By Roger F. Noriega – Tribune News Service
Haiti is at a crossroads, and this is no time for the United States or the international community to stop caring where that country is headed.
More to the point, rather than merely treating the impoverished nation’s symptoms, those who genuinely care about Haitians should challenge them to build stronger political institutions that will sustain stability and root out corruption to incentivize investment and create decent jobs.
The country is in the midst of a series of parliamentary and presidential elections to re-establish a functioning legislative body that will govern alongside a new president.
However, Haiti’s politics is more atomized and incoherent than ever. Although there are only a handful of what might be regarded as functioning political parties, nearly one hundred registered political groups fielded more than 1,850 candidates for just 130 seats in the first round of parliamentary elections in August.
No fewer than 54 candidates appeared on the ballot for president on October 25; and nearly two weeks will pass before Haitians know the two top finishers, who will face each other in a December 27 runoff.
President Michel Martelly was elected in 2011 and is set to leave office next February. For most of his term, he met expectations by running an accountable and results-oriented government.
Particularly under Prime Minister Laurent Lamothe, the government adopted a coherent strategy for attracting job-generating foreign investment by tamping down lawlessness and official corruption.
Whether Martelly and his entourage are willing to leave behind power and privilege will determine his legacy. However, reverting to Haiti’s personalized political culture, Martelly is backing a political newcomer, banana entrepreneur Jovenel Moise, to succeed him.
Moise is one of several candidates who observers say could advance to a second round; another is Jude Celestin, who Martelly edged out in 2011.
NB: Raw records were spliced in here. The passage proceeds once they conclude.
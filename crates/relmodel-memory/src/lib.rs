//! In-memory storage for relmodel.
//!
//! `MemoryStore` keeps every persisted entity in an identity map keyed by
//! `(class, id)`, so repeated fetches of the same row hand out the same
//! `EntityRef` instance. That is what relation reconciliation relies on when it
//! compares entities by identity.
//!
//! The store also counts calls per operation and can be told to fail the next
//! call of a given operation, which makes it the storage of choice for tests.
//!
//! # Example
//!
//! ```ignore
//! let store = MemoryStore::new();
//! let product = PRODUCT.instantiate();
//! product.set("name", "Widget")?;
//! store.save(&cx, &product).await;
//!
//! let found = store.find_by_ids(&cx, &PRODUCT, &product.id().into_iter().collect::<Vec<_>>()).await;
//! assert_eq!(store.stats().find_by_ids, 1);
//! ```

use std::collections::{BTreeMap, HashMap, VecDeque};
use std::future::Future;
use std::sync::atomic::{AtomicUsize, Ordering};
use std::sync::{Mutex, MutexGuard, PoisonError};
use std::task::Poll;

use asupersync::{Cx, Outcome};
use serde::Serialize;

use relmodel_core::{EntityClass, EntityCollection, EntityId, EntityRef, Error, Query, Store};

// ============================================================================
// Configuration
// ============================================================================

/// Configuration for `MemoryStore` behavior.
#[derive(Debug, Clone)]
pub struct MemoryStoreConfig {
    /// Suspend once before every operation, so concurrent callers interleave
    /// the way they would against real I/O.
    pub yield_on_io: bool,
    /// First id handed out to new entities.
    pub first_id: i64,
}

impl Default for MemoryStoreConfig {
    fn default() -> Self {
        Self {
            yield_on_io: true,
            first_id: 1,
        }
    }
}

impl MemoryStoreConfig {
    #[must_use]
    pub fn yield_on_io(mut self, value: bool) -> Self {
        self.yield_on_io = value;
        self
    }

    #[must_use]
    pub fn first_id(mut self, value: i64) -> Self {
        self.first_id = value;
        self
    }
}

// ============================================================================
// Object Key and Stats
// ============================================================================

/// Unique key for an entity in the identity map.
#[derive(Debug, Clone, PartialEq, Eq, PartialOrd, Ord, Hash)]
pub struct ObjectKey {
    /// Entity class name.
    pub class: &'static str,
    /// Persisted id.
    pub id: EntityId,
}

impl ObjectKey {
    pub fn new(class: &'static EntityClass, id: EntityId) -> Self {
        Self {
            class: class.name,
            id,
        }
    }

    /// Key of a persisted entity, `None` if it has no id yet.
    pub fn from_entity(entity: &EntityRef) -> Option<Self> {
        entity.id().map(|id| Self::new(entity.class(), id))
    }
}

/// Store operations, for call counting and failure injection.
#[derive(Debug, Clone, Copy, PartialEq, Eq, Hash)]
pub enum Operation {
    FindByIds,
    Find,
    Save,
    Delete,
}

/// Snapshot of the call counters.
#[derive(Debug, Clone, Copy, Default, PartialEq, Eq, Serialize)]
pub struct StoreStats {
    pub find_by_ids: usize,
    pub find: usize,
    pub save: usize,
    pub delete: usize,
}

impl StoreStats {
    /// Number of read operations (`find` + `find_by_ids`).
    pub fn fetches(&self) -> usize {
        self.find + self.find_by_ids
    }
}

#[derive(Debug, Default)]
struct Counters {
    find_by_ids: AtomicUsize,
    find: AtomicUsize,
    save: AtomicUsize,
    delete: AtomicUsize,
}

impl Counters {
    fn bump(&self, op: Operation) {
        let counter = match op {
            Operation::FindByIds => &self.find_by_ids,
            Operation::Find => &self.find,
            Operation::Save => &self.save,
            Operation::Delete => &self.delete,
        };
        counter.fetch_add(1, Ordering::Relaxed);
    }

    fn snapshot(&self) -> StoreStats {
        StoreStats {
            find_by_ids: self.find_by_ids.load(Ordering::Relaxed),
            find: self.find.load(Ordering::Relaxed),
            save: self.save.load(Ordering::Relaxed),
            delete: self.delete.load(Ordering::Relaxed),
        }
    }

    fn reset(&self) {
        for counter in [&self.find_by_ids, &self.find, &self.save, &self.delete] {
            counter.store(0, Ordering::Relaxed);
        }
    }
}

// ============================================================================
// Memory Store
// ============================================================================

#[derive(Debug)]
struct StoreInner {
    /// Identity map: ObjectKey -> the one live instance for that row.
    identity_map: BTreeMap<ObjectKey, EntityRef>,
    next_id: i64,
    /// Injected failures, consumed in order per operation.
    failures: HashMap<Operation, VecDeque<Error>>,
}

/// An in-memory `Store` with an identity map.
#[derive(Debug)]
pub struct MemoryStore {
    inner: Mutex<StoreInner>,
    counters: Counters,
    config: MemoryStoreConfig,
}

impl Default for MemoryStore {
    fn default() -> Self {
        Self::new()
    }
}

impl MemoryStore {
    /// Create an empty store with default configuration.
    pub fn new() -> Self {
        Self::with_config(MemoryStoreConfig::default())
    }

    /// Create an empty store with custom configuration.
    pub fn with_config(config: MemoryStoreConfig) -> Self {
        Self {
            inner: Mutex::new(StoreInner {
                identity_map: BTreeMap::new(),
                next_id: config.first_id,
                failures: HashMap::new(),
            }),
            counters: Counters::default(),
            config,
        }
    }

    pub fn config(&self) -> &MemoryStoreConfig {
        &self.config
    }

    fn lock(&self) -> MutexGuard<'_, StoreInner> {
        self.inner.lock().unwrap_or_else(PoisonError::into_inner)
    }

    /// Persist an entity without going through the async contract and
    /// without touching the call counters. Used to seed fixtures.
    pub fn insert(&self, entity: &EntityRef) -> EntityId {
        let mut inner = self.lock();
        let id = match entity.id() {
            Some(id) => {
                if let EntityId::Int(i) = id {
                    inner.next_id = inner.next_id.max(i + 1);
                }
                id
            }
            None => {
                let id = EntityId::Int(inner.next_id);
                inner.next_id += 1;
                id
            }
        };
        entity.mark_saved(id.clone());
        inner
            .identity_map
            .insert(ObjectKey::new(entity.class(), id.clone()), entity.clone());
        id
    }

    /// Make the next call of `op` fail with `error`.
    ///
    /// Calling this several times queues several failures.
    pub fn fail_next(&self, op: Operation, error: Error) {
        self.lock().failures.entry(op).or_default().push_back(error);
    }

    /// The live instance for `(class, id)`, if stored.
    pub fn get(&self, class: &'static EntityClass, id: &EntityId) -> Option<EntityRef> {
        self.lock()
            .identity_map
            .get(&ObjectKey::new(class, id.clone()))
            .cloned()
    }

    pub fn contains(&self, class: &'static EntityClass, id: &EntityId) -> bool {
        self.get(class, id).is_some()
    }

    /// Number of stored entities of `class`.
    pub fn count(&self, class: &'static EntityClass) -> usize {
        self.lock()
            .identity_map
            .keys()
            .filter(|key| key.class == class.name)
            .count()
    }

    /// Total number of stored entities.
    pub fn len(&self) -> usize {
        self.lock().identity_map.len()
    }

    pub fn is_empty(&self) -> bool {
        self.len() == 0
    }

    pub fn stats(&self) -> StoreStats {
        self.counters.snapshot()
    }

    pub fn reset_stats(&self) {
        self.counters.reset();
    }

    /// Count the call, honour `yield_on_io`, and pop an injected failure.
    async fn enter(&self, op: Operation) -> Result<(), Error> {
        self.counters.bump(op);
        if self.config.yield_on_io {
            yield_now().await;
        }
        let mut inner = self.lock();
        match inner.failures.get_mut(&op).and_then(VecDeque::pop_front) {
            Some(error) => {
                tracing::debug!(?op, %error, "Injected store failure");
                Err(error)
            }
            None => Ok(()),
        }
    }
}

impl Store for MemoryStore {
    fn find_by_ids(
        &self,
        _cx: &Cx,
        class: &'static EntityClass,
        ids: &[EntityId],
    ) -> impl Future<Output = Outcome<EntityCollection, Error>> + Send {
        async move {
            if let Err(e) = self.enter(Operation::FindByIds).await {
                return Outcome::Err(e);
            }
            let inner = self.lock();
            let found: EntityCollection = ids
                .iter()
                .filter_map(|id| {
                    inner
                        .identity_map
                        .get(&ObjectKey::new(class, id.clone()))
                        .cloned()
                })
                .collect();
            tracing::debug!(
                class = class.name,
                requested = ids.len(),
                found = found.len(),
                "find_by_ids"
            );
            Outcome::Ok(found)
        }
    }

    fn find(
        &self,
        _cx: &Cx,
        class: &'static EntityClass,
        query: &Query,
    ) -> impl Future<Output = Outcome<EntityCollection, Error>> + Send {
        async move {
            if let Err(e) = self.enter(Operation::Find).await {
                return Outcome::Err(e);
            }
            let inner = self.lock();
            let found: EntityCollection = inner
                .identity_map
                .iter()
                .filter(|(key, entity)| key.class == class.name && query.matches(entity))
                .map(|(_, entity)| entity.clone())
                .collect();
            tracing::debug!(
                class = class.name,
                filters = query.filters().len(),
                found = found.len(),
                "find"
            );
            Outcome::Ok(found)
        }
    }

    fn save(&self, _cx: &Cx, entity: &EntityRef) -> impl Future<Output = Outcome<(), Error>> + Send {
        async move {
            if let Err(e) = self.enter(Operation::Save).await {
                return Outcome::Err(e);
            }
            let id = self.insert(entity);
            tracing::debug!(class = entity.class().name, id = %id, "save");
            Outcome::Ok(())
        }
    }

    fn delete(
        &self,
        _cx: &Cx,
        entity: &EntityRef,
    ) -> impl Future<Output = Outcome<(), Error>> + Send {
        async move {
            if let Err(e) = self.enter(Operation::Delete).await {
                return Outcome::Err(e);
            }
            if let Some(key) = ObjectKey::from_entity(entity) {
                let mut inner = self.lock();
                if inner
                    .identity_map
                    .get(&key)
                    .is_some_and(|stored| stored.same(entity))
                {
                    inner.identity_map.remove(&key);
                }
                tracing::debug!(class = key.class, id = %key.id, "delete");
            }
            entity.mark_deleted();
            Outcome::Ok(())
        }
    }
}

/// Suspend once, waking immediately.
async fn yield_now() {
    let mut yielded = false;
    std::future::poll_fn(|task| {
        if yielded {
            Poll::Ready(())
        } else {
            yielded = true;
            task.waker().wake_by_ref();
            Poll::Pending
        }
    })
    .await;
}

// ============================================================================
// Unit Tests
// ============================================================================
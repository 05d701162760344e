//! Ordered collections of entity handles.

use std::collections::{HashMap, HashSet};
use std::ops::Index;

use crate::entity::EntityRef;
use crate::value::EntityId;

/// Ordered sequence of entities, the container every relation operation uses.
///
/// The same instance may appear more than once; link reconciliation relies on
/// that to represent repeated membership. Use [`EntityCollection::unique`] for
/// a deduplicated view. Equality ([`EntityCollection::same_members`]) compares
/// instances as a multiset, so order does not matter.
#[derive(Debug, Clone, Default)]
pub struct EntityCollection {
    items: Vec<EntityRef>,
}

impl EntityCollection {
    #[must_use]
    pub fn new() -> Self {
        Self::default()
    }

    pub fn push(&mut self, entity: EntityRef) {
        self.items.push(entity);
    }

    pub fn len(&self) -> usize {
        self.items.len()
    }

    pub fn is_empty(&self) -> bool {
        self.items.is_empty()
    }

    pub fn get(&self, idx: usize) -> Option<&EntityRef> {
        self.items.get(idx)
    }

    pub fn iter(&self) -> std::slice::Iter<'_, EntityRef> {
        self.items.iter()
    }

    pub fn as_slice(&self) -> &[EntityRef] {
        &self.items
    }

    /// Map every entity, preserving order.
    pub fn map<T>(&self, f: impl FnMut(&EntityRef) -> T) -> Vec<T> {
        self.items.iter().map(f).collect()
    }

    /// Keep the entities matching `predicate`, preserving order.
    #[must_use]
    pub fn filter(&self, mut predicate: impl FnMut(&EntityRef) -> bool) -> Self {
        self.items.iter().filter(|e| predicate(*e)).cloned().collect()
    }

    /// Ids of the entities, in order. Entities without an id are skipped.
    pub fn ids(&self) -> Vec<EntityId> {
        self.items.iter().filter_map(EntityRef::id).collect()
    }

    /// Set of ids present in the collection.
    pub fn id_set(&self) -> HashSet<EntityId> {
        self.items.iter().filter_map(EntityRef::id).collect()
    }

    /// Membership by instance.
    pub fn contains(&self, entity: &EntityRef) -> bool {
        self.items.iter().any(|e| e.same(entity))
    }

    /// Membership by id.
    pub fn contains_id(&self, id: &EntityId) -> bool {
        self.items.iter().any(|e| e.id().as_ref() == Some(id))
    }

    /// Drop repeated instances, keeping first occurrences.
    #[must_use]
    pub fn unique(&self) -> Self {
        let mut seen = HashSet::new();
        self.items
            .iter()
            .filter(|e| seen.insert(e.instance_key()))
            .cloned()
            .collect()
    }

    /// Whether both collections hold the same instances with the same
    /// multiplicities, ignoring order.
    pub fn same_members(&self, other: &EntityCollection) -> bool {
        if self.len() != other.len() {
            return false;
        }
        let mut counts: HashMap<usize, isize> = HashMap::new();
        for e in &self.items {
            *counts.entry(e.instance_key()).or_default() += 1;
        }
        for e in &other.items {
            *counts.entry(e.instance_key()).or_default() -= 1;
        }
        counts.values().all(|c| *c == 0)
    }
}

impl Index<usize> for EntityCollection {
    type Output = EntityRef;

    fn index(&self, idx: usize) -> &EntityRef {
        &self.items[idx]
    }
}

impl FromIterator<EntityRef> for EntityCollection {
    fn from_iter<I: IntoIterator<Item = EntityRef>>(iter: I) -> Self {
        Self {
            items: iter.into_iter().collect(),
        }
    }
}

impl From<Vec<EntityRef>> for EntityCollection {
    fn from(items: Vec<EntityRef>) -> Self {
        Self { items }
    }
}

impl IntoIterator for EntityCollection {
    type Item = EntityRef;
    type IntoIter = std::vec::IntoIter<EntityRef>;

    fn into_iter(self) -> Self::IntoIter {
        self.items.into_iter()
    }
}

impl<'a> IntoIterator for &'a EntityCollection {
    type Item = &'a EntityRef;
    type IntoIter = std::slice::Iter<'a, EntityRef>;

    fn into_iter(self) -> Self::IntoIter {
        self.items.iter()
    }
}
//! Resolution of a relation's initial (persisted) value.
//!
//! The strategy follows the relation mode and where ids live:
//!
//! | mode   | `to_storage` | fetch                                                  |
//! |--------|--------------|--------------------------------------------------------|
//! | linked | yes          | `find_by_ids(using, link ids)`, then each link target   |
//! | linked | no           | `find(using, entities.attribute = owner)`, then targets |
//! | direct | yes          | `find_by_ids(entities, ids)`                            |
//! | direct | no           | `find(entities, entities.attribute = owner)`            |
//!
//! With `to_storage` and no stored ids nothing is fetched.

use asupersync::{Cx, Outcome};

use relmodel_core::{
    EntityClass, EntityCollection, EntityId, EntityRef, Error, Query, Reference, RelationConfig,
    RelationError, RelationErrorKind, Store,
};

/// What a load produced.
#[derive(Debug, Default)]
pub(crate) struct LoadedValue {
    /// Resolved related entities, in storage order.
    pub initial: Vec<Reference>,
    /// Resolved links (link mode only).
    pub links: Option<Vec<Reference>>,
    /// Whether storage was actually queried.
    pub fetched: bool,
}

/// Inputs captured from the relation value before suspending.
pub(crate) struct LoadRequest<'a> {
    pub config: &'a RelationConfig,
    pub owner: &'a EntityRef,
    /// Initial related references (direct `to_storage` ids).
    pub initial: Vec<Reference>,
    /// Initial link references (linked `to_storage` ids).
    pub initial_links: Vec<Reference>,
}
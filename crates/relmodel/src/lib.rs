//! relmodel: lazy, dirty-tracked entity relations.
//!
//! This is the facade crate. It re-exports the entity model from
//! `relmodel-core`, relation values from `relmodel-relation` and the in-memory
//! store from `relmodel-memory`, so applications depend on one crate.
//!
//! # Example
//!
//! ```ignore
//! use relmodel::prelude::*;
//!
//! static CART: EntityClass = EntityClass::new("Cart", &[]);
//! static PRODUCT: EntityClass = EntityClass::new("Product", &[Attribute::scalar("name")]);
//! static CART_ITEM: EntityClass = EntityClass::new(
//!     "CartItem",
//!     &[Attribute::reference("cart", &CART), Attribute::reference("product", &PRODUCT)],
//! );
//! static PRODUCTS: RelationConfig =
//!     RelationConfig::new("products", &PRODUCT, "cart").using(&CART_ITEM, "product");
//!
//! let products = RelationAttributeValue::new(&cart, &PRODUCTS);
//! let current = products.load(&cx, &store).await;
//! ```

pub mod relation;

pub use relmodel_core::{
    Attribute, AttributeKind, ClassAttribute, Cx, EntityClass, EntityCollection, EntityId,
    EntityRef, Error, FieldValue, Outcome, Query, Reference, RelationConfig, RelationError,
    RelationErrorKind, RelationMode, Result, StorageError, StorageErrorKind, Store,
    ValidationError, Value, WeakEntityRef,
};
pub use relmodel_memory::{MemoryStore, MemoryStoreConfig, Operation, StoreStats};
pub use relation::{
    DirtyFlags, LoadRecord, LoadState, N1QueryTracker, N1Stats, RelationAttributeValue,
    RelationDebugInfo, SaveOptions, SaveReport, SetOptions,
};

/// JSON snapshot of a relation value: its debug state plus the current
/// entities and links.
pub fn relation_snapshot(value: &RelationAttributeValue) -> serde_json::Value {
    let state = serde_json::to_value(value.debug_state()).unwrap_or(serde_json::Value::Null);
    serde_json::json!({
        "state": state,
        "current": value.current().map(EntityRef::to_json),
        "current_links": value.current_links().map(EntityRef::to_json),
    })
}

/// Prelude with the types most applications need.
pub mod prelude {
    pub use crate::{
        Attribute, Cx, EntityClass, EntityCollection, EntityId, EntityRef, Error, MemoryStore,
        Outcome, Query, Reference, RelationAttributeValue, RelationConfig, SaveOptions,
        SetOptions, Store, Value,
    };
}
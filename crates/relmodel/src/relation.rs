//! Relation value re-exports.
//!
//! `relmodel::RelationAttributeValue` is the lazily loaded, dirty-tracked value
//! of one to-many relation. The implementation lives in the separate
//! `relmodel-relation` crate. This module exists so the `relmodel` facade can
//! expose it without forcing users to depend on sub-crates directly.

pub use relmodel_relation::{
    DirtyFlags, LoadRecord, LoadState, N1QueryTracker, N1Stats, RelationAttributeValue,
    RelationDebugInfo, SaveOptions, SaveReport, SetOptions,
};
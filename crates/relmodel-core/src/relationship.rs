//! Relation declarations.
//!
//! A relation connects an owner to many entities, either directly (the related
//! entities carry a foreign key pointing at the owner) or through a link class
//! whose instances each record one membership. Declarations are static and
//! built with `const` builders so they can live next to the entity classes.

use crate::entity::{AttributeKind, EntityClass};
use crate::error::{RelationError, RelationErrorKind, Result};

/// How related entities are reached from the owner.
#[derive(Debug, Clone, Copy, PartialEq, Eq)]
pub enum RelationMode {
    /// Related entities point at the owner through `entities.attribute`.
    Direct,
    /// Link entities point at the owner (`entities.attribute`) and at the
    /// related entity (`using.attribute`).
    Linked,
}

/// A class together with one of its attributes.
#[derive(Debug, Clone, Copy)]
pub struct ClassAttribute {
    pub class: &'static EntityClass,
    pub attribute: &'static str,
}

impl ClassAttribute {
    #[must_use]
    pub const fn new(class: &'static EntityClass, attribute: &'static str) -> Self {
        Self { class, attribute }
    }
}

/// Static descriptor of a to-many relation.
#[derive(Debug, Clone, Copy)]
pub struct RelationConfig {
    /// Name of the relation attribute on the owner (e.g. `"products"`).
    pub name: &'static str,

    /// The related class. In direct mode `attribute` is the foreign key on the
    /// related class; in link mode it is the link attribute pointing at the owner.
    pub entities: ClassAttribute,

    /// Link class and its attribute pointing at the related entity.
    pub using: Option<ClassAttribute>,

    /// Whether the owner stores the ids itself (related ids in direct mode,
    /// link ids in link mode) instead of being found through a foreign key.
    pub to_storage: bool,
}

impl RelationConfig {
    /// Declare a direct relation to `class`, found through `attribute`.
    #[must_use]
    pub const fn new(name: &'static str, class: &'static EntityClass, attribute: &'static str) -> Self {
        Self {
            name,
            entities: ClassAttribute::new(class, attribute),
            using: None,
            to_storage: false,
        }
    }

    /// Route the relation through a link class.
    ///
    /// `attribute` is the link's reference to the related entity.
    #[must_use]
    pub const fn using(mut self, class: &'static EntityClass, attribute: &'static str) -> Self {
        self.using = Some(ClassAttribute::new(class, attribute));
        self
    }

    /// Store ids on the owner.
    #[must_use]
    pub const fn to_storage(mut self, value: bool) -> Self {
        self.to_storage = value;
        self
    }

    /// The active mode, decided by the presence of a link class.
    #[must_use]
    pub const fn mode(&self) -> RelationMode {
        if self.using.is_some() {
            RelationMode::Linked
        } else {
            RelationMode::Direct
        }
    }

    #[must_use]
    pub const fn is_linked(&self) -> bool {
        self.using.is_some()
    }

    /// Check the declaration against the entity classes.
    ///
    /// In link mode the link class must declare both attributes as references,
    /// the target one pointing at the related class. In direct mode the related
    /// class must declare the foreign key unless ids live on the owner.
    pub fn validate(&self) -> Result<()> {
        let misconfigured =
            |message: String| RelationError::new(RelationErrorKind::Misconfigured, self.name, message);

        if let Some(using) = self.using {
            let link = using.class;
            for attribute in [self.entities.attribute, using.attribute] {
                match link.attribute(attribute) {
                    Some((_, attr)) if matches!(attr.kind, AttributeKind::Reference(_)) => {}
                    _ => {
                        return Err(misconfigured(format!(
                            "link class {} has no reference attribute `{attribute}`",
                            link.name
                        ))
                        .into());
                    }
                }
            }
            if let Some((_, attr)) = link.attribute(using.attribute) {
                if let AttributeKind::Reference(target) = attr.kind {
                    if target != self.entities.class {
                        return Err(misconfigured(format!(
                            "{}.{} points at {}, expected {}",
                            link.name, using.attribute, target.name, self.entities.class.name
                        ))
                        .into());
                    }
                }
            }
        } else if !self.to_storage && self.entities.class.attribute(self.entities.attribute).is_none() {
            return Err(misconfigured(format!(
                "{} has no attribute `{}`",
                self.entities.class.name, self.entities.attribute
            ))
            .into());
        }
        Ok(())
    }
}
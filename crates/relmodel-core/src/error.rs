//! Error types for relmodel.
//!
//! A single [`Error`] enum is shared by every crate in the workspace. It is
//! cheap to clone so that one failed relation load can be reported to every
//! caller that was waiting on it.

use std::fmt;

/// The error type for all relmodel operations.
#[derive(Debug, Clone, PartialEq, Eq)]
pub enum Error {
    /// The storage collaborator failed to fetch, save or delete.
    Storage(StorageError),
    /// An attribute could not be set on an entity.
    Validation(ValidationError),
    /// A relation could not be resolved or reconciled.
    Relation(RelationError),
}

/// Convenience alias for synchronous relmodel results.
pub type Result<T> = std::result::Result<T, Error>;

impl Error {
    /// Shorthand for a fetch failure reported by a store.
    pub fn fetch(message: impl Into<String>) -> Self {
        Error::Storage(StorageError {
            kind: StorageErrorKind::Fetch,
            message: message.into(),
        })
    }

    /// Shorthand for a delete failure reported by a store.
    pub fn delete(message: impl Into<String>) -> Self {
        Error::Storage(StorageError {
            kind: StorageErrorKind::Delete,
            message: message.into(),
        })
    }

    /// Shorthand for a save failure reported by a store.
    pub fn save(message: impl Into<String>) -> Self {
        Error::Storage(StorageError {
            kind: StorageErrorKind::Save,
            message: message.into(),
        })
    }

    /// Whether this error originated in the storage layer.
    pub fn is_storage(&self) -> bool {
        matches!(self, Error::Storage(_))
    }

    /// The storage error kind, if this is a storage error.
    pub fn storage_kind(&self) -> Option<StorageErrorKind> {
        match self {
            Error::Storage(e) => Some(e.kind),
            _ => None,
        }
    }
}

impl fmt::Display for Error {
    fn fmt(&self, f: &mut fmt::Formatter<'_>) -> fmt::Result {
        match self {
            Error::Storage(e) => write!(f, "{e}"),
            Error::Validation(e) => write!(f, "{e}"),
            Error::Relation(e) => write!(f, "{e}"),
        }
    }
}

impl std::error::Error for Error {}

impl From<StorageError> for Error {
    fn from(e: StorageError) -> Self {
        Error::Storage(e)
    }
}

impl From<ValidationError> for Error {
    fn from(e: ValidationError) -> Self {
        Error::Validation(e)
    }
}

impl From<RelationError> for Error {
    fn from(e: RelationError) -> Self {
        Error::Relation(e)
    }
}

// ============================================================================
// Storage
// ============================================================================

#[derive(Debug, Clone, PartialEq, Eq)]
pub struct StorageError {
    pub kind: StorageErrorKind,
    pub message: String,
}

#[derive(Debug, Clone, Copy, PartialEq, Eq)]
pub enum StorageErrorKind {
    /// `find` / `find_by_ids` failed.
    Fetch,
    /// `save` failed.
    Save,
    /// `delete` failed.
    Delete,
}

impl fmt::Display for StorageError {
    fn fmt(&self, f: &mut fmt::Formatter<'_>) -> fmt::Result {
        let op = match self.kind {
            StorageErrorKind::Fetch => "fetch",
            StorageErrorKind::Save => "save",
            StorageErrorKind::Delete => "delete",
        };
        write!(f, "storage {op} failed: {}", self.message)
    }
}

// ============================================================================
// Validation
// ============================================================================

/// Setting an attribute on an entity was rejected.
#[derive(Debug, Clone, PartialEq, Eq)]
pub struct ValidationError {
    /// Entity class name.
    pub class: &'static str,
    /// Attribute that was being set.
    pub attribute: String,
    pub message: String,
}

impl fmt::Display for ValidationError {
    fn fmt(&self, f: &mut fmt::Formatter<'_>) -> fmt::Result {
        write!(
            f,
            "invalid value for {}.{}: {}",
            self.class, self.attribute, self.message
        )
    }
}

// ============================================================================
// Relation
// ============================================================================

#[derive(Debug, Clone, PartialEq, Eq)]
pub struct RelationError {
    pub kind: RelationErrorKind,
    /// Name of the relation the error belongs to.
    pub relation: &'static str,
    pub message: String,
}

#[derive(Debug, Clone, Copy, PartialEq, Eq)]
pub enum RelationErrorKind {
    /// The owning entity was dropped while the relation value was still in use.
    OwnerGone,
    /// The owner has no identity yet, but one is required.
    OwnerNotPersisted,
    /// The single-flight load gate could not be acquired.
    LoadGate,
    /// The relation declaration does not match the entity classes.
    Misconfigured,
}

impl RelationError {
    pub fn new(kind: RelationErrorKind, relation: &'static str, message: impl Into<String>) -> Self {
        Self {
            kind,
            relation,
            message: message.into(),
        }
    }
}

impl fmt::Display for RelationError {
    fn fmt(&self, f: &mut fmt::Formatter<'_>) -> fmt::Result {
        write!(f, "relation `{}`: {}", self.relation, self.message)
    }
}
Security also is in play these days. Haiti has been fairly stable in the last decade, thanks in large measure to the UN security mission known as MINUSTAH; that military and civilian police contingent, now about 4,400-strong, is expected to be withdrawn next October.
The Haitian National Police (HNP) will be built to a fairly small force of 15,000 by then.
Although Haitian nationalism has always chafed under the presence of foreign troops, the UN mission has played a de facto role in backing up the HNP as it brought street gangs and kidnapping rings under control.
The HNP receives better training and equipment than a decade ago, but some question whether it can keep order if political violence or organized crime flares up again.
A nation of 10.5 million with the lowest per capita gross domestic product by far in the Americas, Haitians have shown their remarkable resilience since a January 2010 earthquake inflicted damage of biblical proportions. As I wrote soon after the great quake, “Before the hurricanes, flooding, mudslides and earthquakes that have befallen Haiti in the last decade came the man-made disaster. … One cannot pay a worker in this hemisphere less than you can pay a Haitian for an honest day’s work.
“But you do not see capital rushing into Haiti — because corruption and an ineffective state make it extraordinarily difficult to do business there.”
Hard work and determination are survival skills in Haiti. It’s no surprise that outside of Haiti, these proud people prosper.
What they need and deserve at home is a government that meets them halfway, that enforces the rules of commerce without fear or favor, that reforms politics and government to build coherent political movements based on cohesive visions for a more inclusive and successful democratic society.
Will Haiti head down that path based on the recent elections? It is hard to tell. But chances are greater if the United States and a host of interested neighbors challenge Haitian leaders to put their people first.
Noriega is a former U.S. ambassador to the Organization of American States and assistant secretary of state for Western Hemisphere affairs. He is now a visiting fellow at the American Enterprise Institute.